CRT Group operated a number of terminals, with those at Yennora in Sydney and Altona North in Melbourne provided with their own railway sidings. Privately owned X100 and X200 class rail tractors X101, X107, X118, X208, X209 and X216 were used to shunt, as well as larger 73 class shunters 7322, 7333 and 7334 with X209, 7322 and 7334 painted in a blue and off white scheme with CRT Group logos.

CRT Group also introduced the first CargoSprinter to Australia in February 2002. Built by Windhoff in Germany this Diesel Multiple Unit consists of two driving and power units, each fitted with a full-width cab and two Volvo truck engines for propulsion, which operate in a push pull mode, with up to seven trailers in between. The radio communication system in the CargoSprinter is based around a computer running the Linux operating system, with application software written using C, Phoenix and Pascal (Kylix). Original specification CargoSprinter's used USB connections between electronics modules, second generation machines used TCP/IP across a LAN. After a number of promotional trips, the CargoSprinter operated a tri-weekly service from Melbourne to Wodonga in 2003, followed by a port shuttle from the Port of Melbourne to Altona North from 1 September that year.
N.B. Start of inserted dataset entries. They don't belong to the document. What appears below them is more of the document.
//! 会话保存监听器回调接口

use async_trait::async_trait;

/// 保存监听器（由 UI 层注册，用于刷新侧边栏、提示保存状态等）
#[async_trait]
pub trait SaveListener: Send + Sync {
    /// 保存操作开始（key 为操作标识）
    async fn on_save_started(&self, operation_key: String);

    /// 新会话创建成功
    async fn on_conversation_created(&self, conversation_id: i64, message_count: usize);

    /// 消息追加完成
    async fn on_messages_appended(&self, conversation_id: i64, appended: usize);

    /// 保存失败
    async fn on_save_failed(&self, operation_key: String, error: String);
}

/// 空实现（默认监听器）
pub struct EmptySaveListener;

#[async_trait]
impl SaveListener for EmptySaveListener {
    async fn on_save_started(&self, _operation_key: String) {}
    async fn on_conversation_created(&self, _conversation_id: i64, _message_count: usize) {}
    async fn on_messages_appended(&self, _conversation_id: i64, _appended: usize) {}
    async fn on_save_failed(&self, _operation_key: String, _error: String) {}
}
//! Audit logger.
//!
//! Recording never fails the caller. A sink error is logged and counted,
//! and the request carries on as if the entry had been written.

use std::sync::atomic::{AtomicU64, Ordering};
use std::sync::{Arc, Mutex};

use tracing::{debug, error};

use taskmaster_core::error::TaskMasterError;
use taskmaster_core::types::AccountId;

use crate::types::AuditEntry;

/// Durable destination for audit entries. Append-only.
pub trait AuditSink: Send + Sync {
    /// Append an entry and return its sequence number.
    fn append(&self, entry: &AuditEntry) -> Result<u64, TaskMasterError>;

    /// Newest entries first, optionally filtered by account.
    fn recent(
        &self,
        account: Option<&AccountId>,
        limit: usize,
    ) -> Result<Vec<AuditEntry>, TaskMasterError>;
}

pub struct AuditLogger {
    sink: Arc<dyn AuditSink>,
    dropped: AtomicU64,
}

impl AuditLogger {
    pub fn new(sink: Arc<dyn AuditSink>) -> Self {
        Self {
            sink,
            dropped: AtomicU64::new(0),
        }
    }

    /// Append an entry. Returns its sequence number, or `None` if the sink
    /// failed and the entry was dropped.
    pub fn record(&self, entry: AuditEntry) -> Option<u64> {
        match self.sink.append(&entry) {
            Ok(seq) => {
                debug!(
                    seq,
                    account = %entry.account_id,
                    decision = %entry.decision,
                    outcome = %entry.outcome,
                    "Audit entry recorded"
                );
                Some(seq)
            }
            Err(e) => {
                let dropped = self.dropped.fetch_add(1, Ordering::Relaxed) + 1;
                error!(
                    error = %e,
                    account = %entry.account_id,
                    decision = %entry.decision,
                    outcome = %entry.outcome,
                    dropped,
                    "Failed to record audit entry"
                );
                None
            }
        }
    }

    pub fn recent(
        &self,
        account: Option<&AccountId>,
        limit: usize,
    ) -> Result<Vec<AuditEntry>, TaskMasterError> {
        self.sink.recent(account, limit)
    }

    /// Entries lost to sink failures since startup.
    pub fn dropped_records(&self) -> u64 {
        self.dropped.load(Ordering::Relaxed)
    }
}

/// In-memory sink.
#[derive(Default)]
pub struct InMemoryAuditSink {
    entries: Mutex<Vec<AuditEntry>>,
}

impl InMemoryAuditSink {
    pub fn new() -> Self {
        Self::default()
    }

    /// All entries in append order.
    pub fn entries(&self) -> Vec<AuditEntry> {
        match self.entries.lock() {
            Ok(entries) => entries.clone(),
            Err(poisoned) => poisoned.into_inner().clone(),
        }
    }
}

impl AuditSink for InMemoryAuditSink {
    fn append(&self, entry: &AuditEntry) -> Result<u64, TaskMasterError> {
        let mut entries = self
            .entries
            .lock()
            .map_err(|e| TaskMasterError::Storage(format!("Lock poisoned: {}", e)))?;
        let seq = entries.len() as u64 + 1;
        let mut stored = entry.clone();
        stored.seq = Some(seq);
        entries.push(stored);
        Ok(seq)
    }

    fn recent(
        &self,
        account: Option<&AccountId>,
        limit: usize,
    ) -> Result<Vec<AuditEntry>, TaskMasterError> {
        let entries = self
            .entries
            .lock()
            .map_err(|e| TaskMasterError::Storage(format!("Lock poisoned: {}", e)))?;
        Ok(entries
            .iter()
            .rev()
            .filter(|e| account.map_or(true, |a| &e.account_id == a))
            .take(limit)
            .cloned()
            .collect())
    }
}
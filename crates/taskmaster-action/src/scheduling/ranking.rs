//! Proposal ranking.

use taskmaster_core::config::BackfillPolicy;

use crate::types::{Proposal, TimeSlot};

/// Pick up to `max` slots: fully free ones first in time order, then partial
/// ones (earliest first, fewer unavailable attendees breaking ties) when the
/// backfill policy allows.
///
/// `slots` is consumed in chronological order and only until `max` free
/// slots have been seen, so an unbounded candidate stream is fine as long as
/// it eventually yields them or ends.
pub fn rank_slots(
    slots: impl IntoIterator<Item = TimeSlot>,
    max: usize,
    policy: BackfillPolicy,
) -> Proposal {
    if max == 0 {
        return Proposal::default();
    }

    let mut free: Vec<TimeSlot> = Vec::with_capacity(max);
    let mut partial: Vec<TimeSlot> = Vec::new();
    for slot in slots {
        if slot.is_all_free() {
            free.push(slot);
            if free.len() == max {
                break;
            }
        } else {
            partial.push(slot);
            // Only the best `max` partial slots can ever be backfilled.
            if partial.len() > 2 * max {
                keep_best(&mut partial, max);
            }
        }
    }
    free.sort_by_key(|s| s.start);

    let backfill = match policy {
        BackfillPolicy::WhenShort => free.len() < max,
        BackfillPolicy::OnlyWhenNoneFree => free.is_empty(),
    };
    if backfill {
        keep_best(&mut partial, max - free.len());
        free.extend(partial);
    }

    Proposal { slots: free }
}

fn keep_best(partial: &mut Vec<TimeSlot>, room: usize) {
    partial.sort_by_key(|s| (s.start, s.unavailable_count));
    partial.truncate(room);
}
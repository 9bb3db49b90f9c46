//! Cooperative cancellation for in-flight commands.

use std::sync::atomic::{AtomicBool, Ordering};
use std::sync::Arc;

use tokio::sync::Notify;

/// Cloneable handle; cancelling any clone cancels them all.
#[derive(Clone, Default)]
pub struct CancelToken {
    inner: Arc<Inner>,
}

#[derive(Default)]
struct Inner {
    cancelled: AtomicBool,
    notify: Notify,
}

impl CancelToken {
    pub fn new() -> Self {
        Self::default()
    }

    pub fn cancel(&self) {
        self.inner.cancelled.store(true, Ordering::SeqCst);
        self.inner.notify.notify_waiters();
    }

    pub fn is_cancelled(&self) -> bool {
        self.inner.cancelled.load(Ordering::SeqCst)
    }

    /// Resolves once [`cancel`](Self::cancel) has been called.
    pub async fn cancelled(&self) {
        loop {
            let notified = self.inner.notify.notified();
            if self.is_cancelled() {
                return;
            }
            notified.await;
        }
    }
}

impl std::fmt::Debug for CancelToken {
    fn fmt(&self, f: &mut std::fmt::Formatter<'_>) -> std::fmt::Result {
        f.debug_struct("CancelToken")
            .field("cancelled", &self.is_cancelled())
            .finish()
    }
}
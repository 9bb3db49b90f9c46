//! Coordinator.
//!
//! Runs one command end to end: interpret, meter, gate, dispatch, audit.
//! Every pass through `submit`, `approve` and `reject` leaves exactly one
//! audit entry describing how it ended. The one exception is a token that
//! was never issued, which has no account to record against.

use std::sync::Arc;

use chrono::{DateTime, Duration, Utc};
use tracing::{debug, info, warn};

use taskmaster_core::clock::Clock;
use taskmaster_core::config::TaskMasterConfig;
use taskmaster_core::types::{AccountId, SafetyMode, UsageCounter};

use crate::account::AccountDirectory;
use crate::audit::{AuditLogger, AuditSink, InMemoryAuditSink};
use crate::cancel::CancelToken;
use crate::collaborator::{
    call_with_timeout, with_retry, ActionCollaborator, CalendarResolver, RetryPolicy,
};
use crate::error::{CollaboratorError, CoordinatorError, ParseError};
use crate::gate::{GateDecision, SafetyGate};
use crate::intent::CommandInterpreter;
use crate::pending::{InMemoryPendingStore, PendingStore};
use crate::plan::LimitsProvider;
use crate::quota::{InMemoryUsageStore, QuotaDecision, QuotaTracker, Reservation, UsageStore};
use crate::scheduling::{Participant, SchedulingEngine};
use crate::types::{
    AuditEntry, Decision, DispatchMode, ExecutionResult, Intent, IntentKind, MeetingRequest,
    Outcome, PendingAction, Proposal, RejectReason, SearchWindow, StatusReport, SubmitOutcome,
};

/// The three shared stores the engine writes to.
pub struct Stores {
    pub usage: Arc<dyn UsageStore>,
    pub pending: Arc<dyn PendingStore>,
    pub audit: Arc<dyn AuditSink>,
}

impl Stores {
    pub fn in_memory() -> Self {
        Self {
            usage: Arc::new(InMemoryUsageStore::new()),
            pending: Arc::new(InMemoryPendingStore::new()),
            audit: Arc::new(InMemoryAuditSink::new()),
        }
    }
}

/// External systems the engine consults or drives.
pub struct Collaborators {
    pub accounts: Arc<dyn AccountDirectory>,
    pub limits: Arc<dyn LimitsProvider>,
    pub calendars: Arc<dyn CalendarResolver>,
    pub actions: Arc<dyn ActionCollaborator>,
    pub clock: Arc<dyn Clock>,
}
//! External collaborator seams: calendars and the mail/automation backend.
//!
//! Every call runs under a timeout. Only idempotent reads are retried;
//! state-changing calls get exactly one attempt.

use std::collections::HashMap;
use std::future::Future;
use std::sync::Arc;
use std::time::Duration;

use async_trait::async_trait;
use chrono::{DateTime, Utc};
use tracing::warn;

use taskmaster_core::config::CollaboratorConfig;
use taskmaster_core::types::AccountId;

use crate::error::CollaboratorError;
use crate::intent::patterns::email_domain;
use crate::types::{ActionResult, BusyInterval, DispatchMode, Intent};

/// A calendar that can report busy time and create events.
#[async_trait]
pub trait CalendarCollaborator: Send + Sync {
    /// Busy intervals for `attendee` overlapping `[start, end)`.
    async fn busy_intervals(
        &self,
        attendee: &str,
        start: DateTime<Utc>,
        end: DateTime<Utc>,
    ) -> Result<Vec<BusyInterval>, CollaboratorError>;

    /// Create an event and return its identifier.
    async fn create_event(
        &self,
        title: &str,
        start: DateTime<Utc>,
        end: DateTime<Utc>,
        attendees: &[String],
    ) -> Result<String, CollaboratorError>;
}

/// Mail and automation backend for non-scheduling intents.
#[async_trait]
pub trait ActionCollaborator: Send + Sync {
    async fn execute(
        &self,
        account: &AccountId,
        intent: &Intent,
        mode: DispatchMode,
    ) -> Result<ActionResult, CollaboratorError>;
}

/// Maps an attendee identifier to the calendar that knows about them.
pub trait CalendarResolver: Send + Sync {
    fn resolve(&self, attendee: &str) -> Option<Arc<dyn CalendarCollaborator>>;
}

/// Resolves attendees by exact identifier, then by email domain, then by an
/// optional fallback calendar.
#[derive(Default)]
pub struct CalendarDirectory {
    by_attendee: HashMap<String, Arc<dyn CalendarCollaborator>>,
    by_domain: HashMap<String, Arc<dyn CalendarCollaborator>>,
    fallback: Option<Arc<dyn CalendarCollaborator>>,
}

impl CalendarDirectory {
    pub fn new() -> Self {
        Self::default()
    }

    /// A directory that sends every attendee to one calendar.
    pub fn shared(calendar: Arc<dyn CalendarCollaborator>) -> Self {
        Self {
            fallback: Some(calendar),
            ..Self::default()
        }
    }

    pub fn with_attendee(
        mut self,
        attendee: &str,
        calendar: Arc<dyn CalendarCollaborator>,
    ) -> Self {
        self.by_attendee
            .insert(attendee.to_ascii_lowercase(), calendar);
        self
    }

    pub fn with_domain(mut self, domain: &str, calendar: Arc<dyn CalendarCollaborator>) -> Self {
        self.by_domain.insert(domain.to_ascii_lowercase(), calendar);
        self
    }
}

impl CalendarResolver for CalendarDirectory {
    fn resolve(&self, attendee: &str) -> Option<Arc<dyn CalendarCollaborator>> {
        if let Some(calendar) = self.by_attendee.get(&attendee.to_ascii_lowercase()) {
            return Some(Arc::clone(calendar));
        }
        if let Some(calendar) = email_domain(attendee).and_then(|d| self.by_domain.get(&d)) {
            return Some(Arc::clone(calendar));
        }
        self.fallback.clone()
    }
}

/// Timeout and retry budget for collaborator calls.
#[derive(Debug, Clone, Copy, PartialEq, Eq)]
pub struct RetryPolicy {
    pub timeout: Duration,
    /// Extra attempts after the first, for reads only.
    pub retries: u32,
    /// Delay before the first retry; doubles each time.
    pub backoff: Duration,
}

impl Default for RetryPolicy {
    fn default() -> Self {
        Self::from_config(&CollaboratorConfig::default())
    }
}

impl RetryPolicy {
    pub fn from_config(config: &CollaboratorConfig) -> Self {
        Self {
            timeout: Duration::from_millis(config.timeout_ms),
            retries: config.read_retries,
            backoff: Duration::from_millis(config.retry_backoff_ms),
        }
    }
}

/// Run one collaborator call under a timeout.
pub async fn call_with_timeout<T, F>(
    operation: &str,
    timeout: Duration,
    call: F,
) -> Result<T, CollaboratorError>
where
    F: Future<Output = Result<T, CollaboratorError>>,
{
    match tokio::time::timeout(timeout, call).await {
        Ok(result) => result,
        Err(_) => Err(CollaboratorError::Timeout {
            operation: operation.to_string(),
            after_ms: timeout.as_millis() as u64,
        }),
    }
}

/// Run an idempotent read with timeout, bounded retries and exponential
/// backoff. Never use this for calls with side effects.
pub async fn with_retry<T, F, Fut>(
    operation: &str,
    policy: &RetryPolicy,
    mut call: F,
) -> Result<T, CollaboratorError>
where
    F: FnMut() -> Fut,
    Fut: Future<Output = Result<T, CollaboratorError>>,
{
    let mut delay = policy.backoff;
    let mut attempt = 0;
    loop {
        match call_with_timeout(operation, policy.timeout, call()).await {
            Ok(value) => return Ok(value),
            Err(e) if attempt < policy.retries => {
                attempt += 1;
                warn!(
                    operation,
                    attempt,
                    error = %e,
                    "Collaborator read failed, retrying"
                );
                tokio::time::sleep(delay).await;
                delay = delay.saturating_mul(2);
            }
            Err(e) => return Err(e),
        }
    }
}
//! Offline collaborators for running the engine without network services.
//!
//! `JsonFileCalendar` reads busy time from `calendar.json` in the data
//! directory and appends created events back to it. `EchoMailbox` answers
//! every mail intent with a description of what it would have done.

use std::collections::HashMap;
use std::path::{Path, PathBuf};

use async_trait::async_trait;
use chrono::{DateTime, Utc};
use serde::{Deserialize, Serialize};
use tokio::sync::Mutex;
use tracing::{debug, info};

use taskmaster_action::{
    ActionCollaborator, ActionResult, BusyInterval, CalendarCollaborator, CollaboratorError,
    DispatchMode, Intent,
};
use taskmaster_core::types::AccountId;

/// On-disk shape of `calendar.json`.
#[derive(Debug, Default, Serialize, Deserialize)]
#[serde(default)]
pub struct CalendarFile {
    /// Busy intervals keyed by lowercase attendee identifier.
    pub busy: HashMap<String, Vec<BusyInterval>>,
    pub events: Vec<CalendarEvent>,
}

#[derive(Debug, Clone, Serialize, Deserialize)]
pub struct CalendarEvent {
    pub id: String,
    pub title: String,
    pub start: DateTime<Utc>,
    pub end: DateTime<Utc>,
    pub attendees: Vec<String>,
}

pub struct JsonFileCalendar {
    path: PathBuf,
    write_lock: Mutex<()>,
}

impl JsonFileCalendar {
    pub fn new(path: impl Into<PathBuf>) -> Self {
        Self {
            path: path.into(),
            write_lock: Mutex::new(()),
        }
    }

    async fn load(path: &Path) -> Result<CalendarFile, CollaboratorError> {
        match tokio::fs::read_to_string(path).await {
            Ok(content) => serde_json::from_str(&content).map_err(|e| {
                CollaboratorError::Failed(format!("{} is not valid: {}", path.display(), e))
            }),
            Err(e) if e.kind() == std::io::ErrorKind::NotFound => Ok(CalendarFile::default()),
            Err(e) => Err(CollaboratorError::Unavailable(format!(
                "Cannot read {}: {}",
                path.display(),
                e
            ))),
        }
    }
}

#[async_trait]
impl CalendarCollaborator for JsonFileCalendar {
    async fn busy_intervals(
        &self,
        attendee: &str,
        start: DateTime<Utc>,
        end: DateTime<Utc>,
    ) -> Result<Vec<BusyInterval>, CollaboratorError> {
        let file = Self::load(&self.path).await?;
        let key = attendee.to_ascii_lowercase();
        let mut busy: Vec<BusyInterval> = file
            .busy
            .get(&key)
            .into_iter()
            .flatten()
            .copied()
            .filter(|b| b.overlaps(start, end))
            .collect();
        // Events already created count as busy for their attendees.
        busy.extend(
            file.events
                .iter()
                .filter(|e| e.attendees.iter().any(|a| a.eq_ignore_ascii_case(attendee)))
                .map(|e| BusyInterval::new(e.start, e.end))
                .filter(|b| b.overlaps(start, end)),
        );
        debug!(attendee, intervals = busy.len(), "Loaded busy time from file");
        Ok(busy)
    }

    async fn create_event(
        &self,
        title: &str,
        start: DateTime<Utc>,
        end: DateTime<Utc>,
        attendees: &[String],
    ) -> Result<String, CollaboratorError> {
        let _guard = self.write_lock.lock().await;
        let mut file = Self::load(&self.path).await?;
        let id = uuid::Uuid::new_v4().to_string();
        file.events.push(CalendarEvent {
            id: id.clone(),
            title: title.to_string(),
            start,
            end,
            attendees: attendees.to_vec(),
        });

        let content = serde_json::to_string_pretty(&file)
            .map_err(|e| CollaboratorError::Failed(e.to_string()))?;
        tokio::fs::write(&self.path, content).await.map_err(|e| {
            CollaboratorError::Unavailable(format!("Cannot write {}: {}", self.path.display(), e))
        })?;
        info!(event_id = %id, title, %start, "Event written to offline calendar");
        Ok(id)
    }
}

/// Mail backend that performs nothing and reports what it was asked.
pub struct EchoMailbox;

#[async_trait]
impl ActionCollaborator for EchoMailbox {
    async fn execute(
        &self,
        account: &AccountId,
        intent: &Intent,
        mode: DispatchMode,
    ) -> Result<ActionResult, CollaboratorError> {
        let message = match intent {
            Intent::SummarizeInbox { max_results } => format!(
                "Offline mailbox for {} has no messages to summarize (max {})",
                account, max_results
            ),
            Intent::DraftReply {
                message_id,
                instructions,
            } => {
                let verb = if mode == DispatchMode::Draft {
                    "Drafted"
                } else {
                    "Sent"
                };
                format!(
                    "{} reply to {}: {}",
                    verb,
                    message_id,
                    instructions.as_deref().unwrap_or("(no text)")
                )
            }
            other => {
                return Err(CollaboratorError::Failed(format!(
                    "Mailbox cannot handle {}",
                    other.kind()
                )))
            }
        };
        Ok(ActionResult {
            message,
            output: Some(serde_json::json!({ "mode": mode, "offline": true })),
        })
    }
}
The company also owned over 2000 low profile 30 ft silver shipping containers that were used on their own services.

Linehaul of freight between CRT Group terminals was contracted to outside railway operators. In the early 2000s Freight Australia was contracted to move freight between Melbourne and Sydney. The contract contained a clause that if Freight Australia was acquired by a competitor of CRT Group, 10000 hp of locomotive power (calculated by the business CRT Group was offering Freight Australia) was to be transferred to CRT Group. As a result, when Freight Australia was acquired by Pacific National in 2004, X53, X54, G516 and G534 were transferred to CRT. After this date linehaul of CRT freight passed to QR National along with the four Freight Australia locomotives, who also operated Melbourne to Brisbane services for the company.

==QR National purchase==
In June 2005, QR National acquired CRT Group. A revised corporate image was unveiled in August 2008.

==Qube Logistics purchase==
In August 2014, Qube Logistics entered an agreement to purchase the business from Aurizon. It was completed in December 2014 after the Australian Competition & Consumer Commission approved the sale.